Ellicott Mills Middle School students learn that 'change matters'

At Ellicott Mills Middle School in Ellicott City, students are learning that when it comes to combating poverty, every little bit helps. Even something as small as pocket change can make a difference.

That's the idea behind Change Matters, a student community service and philanthropic endeavor. Ellicott Mills is one of nine county middle schools, and 20 schools in all, participating in the project to benefit Grassroots Crisis Intervention Center, the county's only 24-hour crisis center and homeless shelter.

"In an affluent community like this, let's hope we can teach children to be stewards of compassion," said Cathy Smith, a Grassroots representative. "We look to the kids to make the future a little bit better."

On Friday, Sept. 14 in Sharon Marbury's sixth-grade class, Smith took students through the day-to-day life of a low-income family struggling to make ends meet. With a student keeping track of the tight budget on the chalkboard, Smith asked the students if the family should consider getting health insurance — a non-essential expense — even though money was scarce.

The resounding answer from the class was "yes," and 11-year-old Dario James-Sanchez explained why: "It might even save you more money than what you'd spend," Dario said.

The insurance actually wound up benefiting the class's budget; shortly after purchasing insurance, the mother fell ill and had to be hospitalized.

After class, Dario explained that his own mother has taught him to watch the news. "I hear about the economy, and I can understand a little bit about what they're talking about," he said. "As long as you can understand, you can help. You can do fundraisers and donate money."
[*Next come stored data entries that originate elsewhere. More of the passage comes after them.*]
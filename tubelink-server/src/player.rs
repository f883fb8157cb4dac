use crate::bridge::EmbeddedContent;
use crate::bridge::auto_stop::AutoStop;
use crate::bridge::poller::CurrentTimePoller;
use crate::bridge::session_id::BridgeSessionId;
use crate::configuration::Configuration;
use crate::link::{InvalidLinkError, VideoReference, parse_link};
use crate::message::inbound::{InboundMessage, SessionMessage};
use crate::message::outbound::Command;
use crate::playback_state::PlaybackState;
use crate::time_display::TimeReading;
use crate::utils::time_source::TimeSource;
use serde::{Deserialize, Serialize};
use std::time::Duration;
use tracing::{debug, info, warn};

#[derive(Clone, Copy, Debug)]
pub struct PlayerSettings {
	pub poll_interval: Duration,
	pub auto_stop_after: Option<Duration>,
}

impl From<&Configuration> for PlayerSettings {
	fn from(configuration: &Configuration) -> Self {
		Self {
			poll_interval: configuration.poll_interval,
			auto_stop_after: configuration.auto_stop_after,
		}
	}
}

/// Snapshot of everything a user gets to see.
#[derive(Clone, Debug, Default, PartialEq, Serialize, Deserialize)]
pub struct PlayerStatus {
	pub video_id: Option<VideoReference>,
	pub session_id: Option<BridgeSessionId>,
	pub playback_state: PlaybackState,
	pub time: TimeReading,
	pub display: String,
}

/// Host side of the playback bridge.
///
/// Owns the link text, the loaded video and everything the embedded document reported about it.
/// While the document reports playing, the current time is polled.
pub struct Player {
	embedded_content: EmbeddedContent,
	time_source: TimeSource,
	settings: PlayerSettings,
	link_text: String,
	session: Option<Session>,
}

/// One loaded video. Dropping it cancels all of its timers.
struct Session {
	id: BridgeSessionId,
	video_reference: VideoReference,
	playback_state: PlaybackState,
	time_reading: TimeReading,
	poller: Option<CurrentTimePoller>,
	auto_stop: Option<AutoStop>,
}

impl Player {
	pub fn new(embedded_content: EmbeddedContent, time_source: TimeSource, settings: PlayerSettings) -> Self {
		Self {
			embedded_content,
			time_source,
			settings,
			link_text: String::new(),
			session: None,
		}
	}

	pub fn set_link_text(&mut self, text: impl Into<String>) {
		self.link_text = text.into();
	}

	#[cfg(test)]
	pub fn link_text(&self) -> &str {
		&self.link_text
	}

	/// Loads the video the current link text points to, replacing whatever was loaded before.
	///
	/// Nothing changes if the link is invalid.
	pub async fn add_link(&mut self) -> Result<(VideoReference, BridgeSessionId), InvalidLinkError> {
		let video_reference = match parse_link(&self.link_text) {
			Ok(video_reference) => video_reference,
			Err(error) => {
				warn!("Rejected link '{}': {}", self.link_text, error);
				return Err(error);
			}
		};

		// stop the old session's timers before its content goes away
		self.session = None;
		let session_id = self.embedded_content.load_content(&video_reference).await;
		info!("Playing video '{}' in {}", video_reference, session_id);

		self.session = Some(Session {
			id: session_id,
			video_reference: video_reference.clone(),
			playback_state: PlaybackState::Stopped,
			time_reading: TimeReading::default(),
			poller: None,
			auto_stop: self.settings.auto_stop_after.map(AutoStop::new),
		});
		Ok((video_reference, session_id))
	}

	pub async fn submit_link(
		&mut self,
		text: impl Into<String>,
	) -> Result<(VideoReference, BridgeSessionId), InvalidLinkError> {
		self.set_link_text(text);
		self.add_link().await
	}

	pub async fn play(&self) {
		self.send_command(Command::Play).await;
	}

	pub async fn pause(&self) {
		self.send_command(Command::Pause).await;
	}

	async fn send_command(&self, command: Command) {
		if self.session.is_none() {
			debug!("Ignoring {:?}, no video loaded", command);
			return;
		}
		self.embedded_content.send_command(command).await;
	}

	/// Applies a message from the embedded document. The latest message of each kind wins.
	pub fn handle_message(&mut self, SessionMessage { session_id, message }: SessionMessage) {
		let Some(session) = self.session.as_mut().filter(|session| session.id == session_id) else {
			debug!("Ignoring {} message of stale {}", message.kind(), session_id);
			return;
		};

		match message {
			InboundMessage::PlayerState(code) => {
				let playback_state = PlaybackState::from(code);
				debug!("Player reported {}, now {:?}", code, playback_state);
				session.transition_to(playback_state, &self.embedded_content, &self.time_source, self.settings);
			}
			InboundMessage::Duration(seconds) => session.time_reading.set_duration(seconds),
			InboundMessage::CurrentTime(seconds) => session.time_reading.set_current_time(seconds),
		}
	}

	/// Unloads the video and stops all timers.
	pub async fn teardown(&mut self) {
		if let Some(session) = self.session.take() {
			info!("Tearing down {} of video '{}'", session.id, session.video_reference);
			drop(session);
			self.embedded_content.unload_content().await;
		}
	}

	pub fn video_reference(&self) -> Option<&VideoReference> {
		self.session.as_ref().map(|session| &session.video_reference)
	}

	pub fn session_id(&self) -> Option<BridgeSessionId> {
		self.session.as_ref().map(|session| session.id)
	}

	pub fn playback_state(&self) -> PlaybackState {
		self.session
			.as_ref()
			.map_or(PlaybackState::Stopped, |session| session.playback_state)
	}

	pub fn time_reading(&self) -> TimeReading {
		self.session
			.as_ref()
			.map_or_else(TimeReading::default, |session| session.time_reading)
	}

	#[cfg(test)]
	pub fn is_polling(&self) -> bool {
		self.session.as_ref().is_some_and(|session| session.poller.is_some())
	}

	/// `MM:SS / MM:SS`
	pub fn display_text(&self) -> String {
		self.time_reading().to_string()
	}

	pub fn status(&self) -> PlayerStatus {
		PlayerStatus {
			video_id: self.video_reference().cloned(),
			session_id: self.session_id(),
			playback_state: self.playback_state(),
			time: self.time_reading(),
			display: self.display_text(),
		}
	}
}

impl Session {
	fn transition_to(
		&mut self,
		playback_state: PlaybackState,
		embedded_content: &EmbeddedContent,
		time_source: &TimeSource,
		settings: PlayerSettings,
	) {
		if self.playback_state == playback_state {
			return;
		}
		self.playback_state = playback_state;

		match playback_state {
			PlaybackState::Playing => {
				self.poller = Some(CurrentTimePoller::start(
					embedded_content.clone(),
					time_source,
					settings.poll_interval,
				));
				if let Some(auto_stop) = &mut self.auto_stop {
					auto_stop.arm(embedded_content, time_source);
				}
			}
			PlaybackState::Stopped => self.poller = None,
		}
	}
}
use crate::bridge::EmbeddedContent;
use crate::message::outbound::Command;
use crate::utils::aborting_join_handle::AbortingJoinHandle;
use crate::utils::time_source::TimeSource;
use std::time::Duration;
use tracing::info;

pub const AUTO_STOP: &str = "auto_stop";

/// Stops the video once, a fixed time after it first started playing in a bridge session.
pub struct AutoStop {
	after: Duration,
	state: AutoStopState,
}

enum AutoStopState {
	Unarmed,
	Armed { _task: AbortingJoinHandle<()> },
}

impl AutoStop {
	pub fn new(after: Duration) -> Self {
		Self {
			after,
			state: AutoStopState::Unarmed,
		}
	}

	/// Called on every transition into playing. Only the first call has an effect.
	pub fn arm(&mut self, embedded_content: &EmbeddedContent, time_source: &TimeSource) {
		if matches!(self.state, AutoStopState::Armed { .. }) {
			return;
		}

		let after = self.after;
		let embedded_content = embedded_content.clone();
		let time_source = time_source.clone();
		let task = tokio::spawn(async move {
			time_source.sleep(AUTO_STOP, after).await;
			info!("Stopping video after {:?}", after);
			embedded_content.send_command(Command::Stop).await;
		});
		self.state = AutoStopState::Armed { _task: task.into() };
	}
}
Elsewhere in Ellicott Mills, other classes were learning about the efforts of Grassroots, preparing for a Walk-A-Thon on Sept. 28 (last year's campaign raised more than $7,700; throughout the county, Change Matters raised nearly $27,000) and discussing stereotypes surrounding poverty and homelessness.

"What if you knew what the story was?" Smith said. "Imagine that (homeless) person is an Iraqi war veteran who served three tours of duty, who has a Purple Heart because he saved 10 of his comrades in battle but was wounded, and came home with post-traumatic stress disorder, and couldn't get a job because he couldn't cope. Maybe things kept spiraling downwards, and that's why he's in the street. Does that change your opinion of that person? ...

"We're trying to get kids to think beyond the stereotypes. We want kids to realize that no one chooses to be homeless."

Efforts to coordinate the service learning day at the school were coordinated by teachers Brice Dawson, Matt Gaieski and Brian Donoughe, Smith said. This is the third year the school has participated in Change Matters.

"I thought that the notion of supporting a community need would be something our students would embrace," said Ellicott Mills Principal Michael Goins. "Watching kids respond over the last couple of years has been inspiration for us to build on it, so it becomes more meaningful."

For students to respond so positively to lessons about poverty, and to be so eager to help, means that "there's hope for this world," Goins said.

"They're young people that have a very direct connection to that very powerful capacity for compassion," he said. "When you understand and live with compassion, you count your blessings and you extend yourself in some way."